Кроме того, она похожа на ту девушку, которую нужно поставить на место. Она подпевает радио… Ради бога. Хуже всего то, что я не могу понять, что это за песня. Мне хочется спросить ее об этом, но в то же время я не осмеливаюсь продолжать разговор.
Мы только что проехали Вангерей, когда я наконец срываюсь.
— Что это за песня? — спрашиваю я, не в силах сдержать раздражение в голосе.
— Я не знаю, — говорит она так, что я не могу понять, шутит она или нет. — А что, нравится? — она добавляет милую улыбку.
Она часто так улыбается. И мне не нравится ни песня, ни эта улыбка.
Вообще.
Это делает ее до смешного хорошенькой. Что совершенно необоснованно.
Дейзи Льюис размером с хоббита с узкой талией и изгибами. У нее длинные темно-золотисто-рыжие волосы, напоминающие мне осенние поля на закате, изящно вздернутый носик, бледная кожа, усеянная веснушками.
А еще глаза.
Опасные глаза.
Невероятно большие и льдисто-голубые.
Я уверен, что такие глаза привыкли держать мужчин в заложниках.
Конечно, она не идеальна. У нее торчат уши и большие передние зубы. Я пытался сосредоточиться на этом, а также на ее раздражающем характере.
— Нравится, — говорю я ей, зная, что если скажу правду, она будет продолжать петь. — Пожалуйста, продолжай.
Она прищуривается и некоторое время изучает меня, прежде чем выглянуть в окно.
— Как называются эти деревья? — спрашивает она.
Я вздыхаю. Она была ужасно любопытна всю поездку, задавая вопрос за вопросом о Новой Зеландии, что, я думаю, не так уж плохо. Я просто не привык так много говорить.
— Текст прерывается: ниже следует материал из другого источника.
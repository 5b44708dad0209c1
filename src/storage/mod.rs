//! Key-value persistence
//!
//! The session state (tab list, active tab, visit history) is stored as JSON
//! blobs under fixed keys. Read and write failures are logged and degrade to
//! defaults; they never take the session down.

mod file;
mod memory;

pub use file::FileStore;
pub use memory::MemoryStore;

use serde::Serialize;
use serde::de::DeserializeOwned;

use crate::utils::{Result, StorageError};

/// Storage key for the ordered tab list
pub const TABS_KEY: &str = "tabs";
/// Storage key for the active tab id
pub const ACTIVE_TAB_KEY: &str = "active_tab";
/// Storage key for the visit history log
pub const HISTORY_KEY: &str = "history";

/// Blob storage keyed by string
#[cfg_attr(test, mockall::automock)]
pub trait KeyValueStore: Send + Sync {
    /// Read the value stored under `key`
    fn get(&self, key: &str) -> Result<Option<Vec<u8>>>;

    /// Replace the value stored under `key`
    fn set(&self, key: &str, value: &[u8]) -> Result<()>;

    /// Delete the value stored under `key`
    fn remove(&self, key: &str) -> Result<()>;
}

/// Decode the JSON value stored under `key`
pub fn load_json<T: DeserializeOwned>(store: &dyn KeyValueStore, key: &str) -> Result<Option<T>> {
    let Some(bytes) = store.get(key)? else {
        return Ok(None);
    };
    let value = serde_json::from_slice(&bytes).map_err(|source| StorageError::Decode {
        key: key.to_string(),
        source,
    })?;
    Ok(Some(value))
}

/// Decode the value under `key`, falling back to `T::default()` on any failure
pub fn load_or_default<T: DeserializeOwned + Default>(store: &dyn KeyValueStore, key: &str) -> T {
    match load_json(store, key) {
        Ok(Some(value)) => value,
        Ok(None) => T::default(),
        Err(e) => {
            log::warn!("Discarding stored '{}': {}", key, e);
            T::default()
        }
    }
}

/// Encode `value` as JSON and store it under `key`
pub fn save_json<T: Serialize + ?Sized>(
    store: &dyn KeyValueStore,
    key: &str,
    value: &T,
) -> Result<()> {
    let bytes = serde_json::to_vec(value)?;
    store.set(key, &bytes)
}

/// Like [`save_json`], but failures are only logged
pub fn persist<T: Serialize + ?Sized>(store: &dyn KeyValueStore, key: &str, value: &T) {
    if let Err(e) = save_json(store, key, value) {
        log::warn!("Failed to persist '{}': {}", key, e);
    }
}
— Каури, — говорю я ей и колеблюсь. — В северных землях их очень много.
Она задумчиво произносит «ха», и тут я снова чувствую на себе ее взгляд.
Не смотри ей в глаза, съедешь с дороги.
Я практически чувствую ее понимающую ухмылку.
— Знаешь, разговаривать с тобой — все равно что вырывать зубы. Тебе кто-нибудь об этом говорил?
Я сжимаю руль в раздражении, желая, чтобы она не была так близко ко мне. Иногда до меня доносится запах ванили и роз — должно быть, это её духи. Должен сказать, что, хотя временами она немного встревожена, она выглядит чертовски хорошо для той, которая провела в самолете тринадцать часов.
— Я привык держать себя в руках, — говорю я ей и тут же жалею, что дал ей хоть какую-то информацию.
Она слегка поворачивается ко мне, ее бедро прижимается к моему.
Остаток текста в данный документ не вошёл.